Demographics [edit ]
UN Macroregion of Central Africa Following the Bantu Migration, Central Africa is chiefly inhabited by Bantu peoples and Bantu languages overriding. These include the Mongo, Kongo and Luba peoples. Central Africa besides includes many Nilo-Saharan and Niger-Congo Ubangian communities : in north western Central Africa the Nilo-Saharan Kanuri [ 36 ] [ 37 ] predominate. Most of the Ubangian speakers in Africa ( often grouped with Niger-Congo ) are besides found in Central Africa, such as the Gbaya, [ 38 ] Banda [ 38 ] and Zande, [ 39 ] [ 38 ] in northern Central Africa. celebrated central african supra-regional organizations include the Lake Chad Basin Commission and the Economic Community of Central African States. The overriding religions of Central Africa are Christianity and traditional faiths. Islam is besides practiced in some areas in Chad and the central African Republic .

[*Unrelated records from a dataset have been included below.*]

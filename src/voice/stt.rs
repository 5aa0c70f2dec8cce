//! Speech-to-text (STT) processing

use async_trait::async_trait;

use crate::dialog::{Confidence, Transcript};
use crate::{Error, Result};

/// Turns a recorded utterance into a final transcript
#[async_trait]
pub trait Transcriber: Send + Sync {
    /// Transcribe WAV audio
    ///
    /// # Errors
    ///
    /// Returns error if the backend cannot be reached or rejects the audio
    async fn transcribe(&self, wav: &[u8], language: &str) -> Result<Transcript>;
}

/// Response from OpenAI Whisper transcription API (`verbose_json`)
#[derive(serde::Deserialize)]
struct WhisperResponse {
    text: String,
    #[serde(default)]
    segments: Vec<WhisperSegment>,
}

#[derive(serde::Deserialize)]
struct WhisperSegment {
    avg_logprob: f64,
    #[serde(default)]
    no_speech_prob: f64,
    #[serde(default)]
    start: f64,
    #[serde(default)]
    end: f64,
}

/// Response from Deepgram transcription API
#[derive(serde::Deserialize)]
struct DeepgramResponse {
    results: DeepgramResults,
}

#[derive(serde::Deserialize)]
struct DeepgramResults {
    channels: Vec<DeepgramChannel>,
}

#[derive(serde::Deserialize)]
struct DeepgramChannel {
    alternatives: Vec<DeepgramAlternative>,
}

#[derive(serde::Deserialize)]
struct DeepgramAlternative {
    transcript: String,
    #[serde(default)]
    confidence: f32,
}

/// STT provider backend
#[derive(Clone, Copy, Debug, PartialEq, Eq)]
pub enum SttProvider {
    Whisper,
    Deepgram,
}

/// Transcribes speech to text over HTTP
pub struct SpeechToText {
    client: reqwest::Client,
    api_key: String,
    model: String,
    provider: SttProvider,
}

impl SpeechToText {
    /// Create a new STT instance using `OpenAI` Whisper
    ///
    /// # Errors
    ///
    /// Returns error if API key is missing
    pub fn new_whisper(api_key: String, model: String) -> Result<Self> {
        if api_key.is_empty() {
            return Err(Error::Config(
                "OpenAI API key required for Whisper".to_string(),
            ));
        }

        Ok(Self {
            client: reqwest::Client::new(),
            api_key,
            model,
            provider: SttProvider::Whisper,
        })
    }

    /// Create a new STT instance using Deepgram
    ///
    /// # Errors
    ///
    /// Returns error if API key is missing
    pub fn new_deepgram(api_key: String, model: String) -> Result<Self> {
        if api_key.is_empty() {
            return Err(Error::Config("Deepgram API key required".to_string()));
        }

        Ok(Self {
            client: reqwest::Client::new(),
            api_key,
            model,
            provider: SttProvider::Deepgram,
        })
    }

    #[must_use]
    pub const fn provider(&self) -> SttProvider {
        self.provider
    }

    /// Transcribe using OpenAI Whisper
    async fn transcribe_whisper(&self, audio: &[u8], language: &str) -> Result<Transcript> {
        tracing::debug!(audio_bytes = audio.len(), "starting Whisper transcription");

        let form = reqwest::multipart::Form::new()
            .part(
                "file",
                reqwest::multipart::Part::bytes(audio.to_vec())
                    .file_name("audio.wav")
                    .mime_str("audio/wav")
                    .map_err(|e| Error::Recognition(e.to_string()))?,
            )
            .text("model", self.model.clone())
            .text("response_format", "verbose_json")
            .text("language", primary_language(language).to_string());

        let response = self
            .client
            .post("https://api.openai.com/v1/audio/transcriptions")
            .header("Authorization", format!("Bearer {}", self.api_key))
            .multipart(form)
            .send()
            .await
            .map_err(|e| {
                tracing::error!(error = %e, "Whisper request failed");
                Error::Recognition(e.to_string())
            })?;

        let status = response.status();
        if !status.is_success() {
            let body = response.text().await.unwrap_or_default();
            tracing::error!(status = %status, body = %body, "Whisper API error");
            return Err(Error::Recognition(format!(
                "Whisper API error {status}: {body}"
            )));
        }

        let result: WhisperResponse = response.json().await.map_err(|e| {
            tracing::error!(error = %e, "failed to parse response");
            Error::Recognition(e.to_string())
        })?;

        let confidence = whisper_confidence(&result.segments);
        tracing::info!(transcript = %result.text, %confidence, "transcription complete");
        Ok(Transcript::final_result(result.text.trim(), confidence))
    }

    /// Transcribe using Deepgram
    async fn transcribe_deepgram(&self, audio: &[u8], language: &str) -> Result<Transcript> {
        tracing::debug!(audio_bytes = audio.len(), "starting Deepgram transcription");

        let url = format!(
            "https://api.deepgram.com/v1/listen?model={}&punctuate=true&language={}",
            self.model, language
        );

        let response = self
            .client
            .post(&url)
            .header("Authorization", format!("Token {}", self.api_key))
            .header("Content-Type", "audio/wav")
            .body(audio.to_vec())
            .send()
            .await
            .map_err(|e| {
                tracing::error!(error = %e, "Deepgram request failed");
                Error::Recognition(e.to_string())
            })?;

        let status = response.status();
        if !status.is_success() {
            let body = response.text().await.unwrap_or_default();
            tracing::error!(status = %status, body = %body, "Deepgram API error");
            return Err(Error::Recognition(format!(
                "Deepgram API error {status}: {body}"
            )));
        }

        let result: DeepgramResponse = response.json().await.map_err(|e| {
            tracing::error!(error = %e, "failed to parse Deepgram response");
            Error::Recognition(e.to_string())
        })?;

        let transcript = result
            .results
            .channels
            .first()
            .and_then(|c| c.alternatives.first())
            .map(|a| Transcript::final_result(a.transcript.trim(), a.confidence))
            .unwrap_or_else(|| Transcript::final_result("", Confidence::NONE));

        tracing::info!(
            transcript = %transcript.text,
            confidence = %transcript.confidence,
            "transcription complete"
        );
        Ok(transcript)
    }
}

#[async_trait]
impl Transcriber for SpeechToText {
    async fn transcribe(&self, wav: &[u8], language: &str) -> Result<Transcript> {
        match self.provider {
            SttProvider::Whisper => self.transcribe_whisper(wav, language).await,
            SttProvider::Deepgram => self.transcribe_deepgram(wav, language).await,
        }
    }
}

/// "en-US" -> "en"; Whisper takes ISO-639-1 codes
fn primary_language(language: &str) -> &str {
    language.split(['-', '_']).next().unwrap_or(language)
}

/// Duration-weighted `exp(avg_logprob)`, discounted by each segment's
/// no-speech probability
#[allow(clippy::cast_possible_truncation)]
fn whisper_confidence(segments: &[WhisperSegment]) -> Confidence {
    let (weighted, total) = segments.iter().fold((0.0_f64, 0.0_f64), |(sum, total), s| {
        let weight = (s.end - s.start).max(0.01);
        let score = s.avg_logprob.exp() * (1.0 - s.no_speech_prob.clamp(0.0, 1.0));
        (weight.mul_add(score, sum), total + weight)
    });

    if total <= 0.0 {
        return Confidence::NONE;
    }
    Confidence::new((weighted / total) as f32)
}

#[cfg(test)]
mod tests {
    use super::*;

    fn segment(avg_logprob: f64, no_speech_prob: f64, start: f64, end: f64) -> WhisperSegment {
        WhisperSegment {
            avg_logprob,
            no_speech_prob,
            start,
            end,
        }
    }

    #[test]
    fn confident_segment_scores_high() {
        let confidence = whisper_confidence(&[segment(-0.05, 0.01, 0.0, 1.5)]);
        assert!(!confidence.is_low());
    }

    #[test]
    fn likely_silence_scores_low() {
        let confidence = whisper_confidence(&[segment(-0.05, 0.9, 0.0, 1.5)]);
        assert!(confidence.is_low());
    }

    #[test]
    fn longer_segments_weigh_more() {
        let confidence = whisper_confidence(&[
            segment(-0.01, 0.0, 0.0, 3.0),
            segment(-2.0, 0.0, 3.0, 3.2),
        ]);
        assert!(confidence.value() > 0.85);
    }

    #[test]
    fn no_segments_means_no_confidence() {
        assert_eq!(whisper_confidence(&[]), Confidence::NONE);
    }

    #[test]
    fn language_is_reduced_to_primary_tag() {
        assert_eq!(primary_language("en-US"), "en");
        assert_eq!(primary_language("de"), "de");
    }

    #[test]
    fn missing_api_key_is_rejected() {
        assert!(SpeechToText::new_whisper(String::new(), "whisper-1".into()).is_err());
        assert!(SpeechToText::new_deepgram(String::new(), "nova-2".into()).is_err());
    }

    #[test]
    fn deepgram_confidence_is_parsed() {
        let body = r#"{"results":{"channels":[{"alternatives":[{"transcript":"show me my pets","confidence":0.75}]}]}}"#;
        let parsed: DeepgramResponse = serde_json::from_str(body).unwrap();
        let alt = &parsed.results.channels[0].alternatives[0];
        assert!((alt.confidence - 0.75).abs() < f32::EPSILON);
    }
}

due to coarse diachronic processes and far-flung demographic movements between the countries of Central Africa before the Bantu Migration into much of southerly Central Africa, the cultures of the region tell many similarities and interrelationships. alike cultural practices stemming from common origins as largely Nilo-Saharan or Bantu peoples are besides discernible in Central Africa including in music, dance, art, body adornment, knowledgeability, and marriage rituals. Some major ethnic groups in Central Africa are as follows :
culture [edit ]
artwork from cameroon
architecture [edit ]
dress [edit ]
cuisine [edit ]
music [edit ]
religion [edit ]
Film industry [edit ]
science and engineering [edit ]
Further information in the sections of History of science and technology in Africa:
See besides [edit ]
References [edit ]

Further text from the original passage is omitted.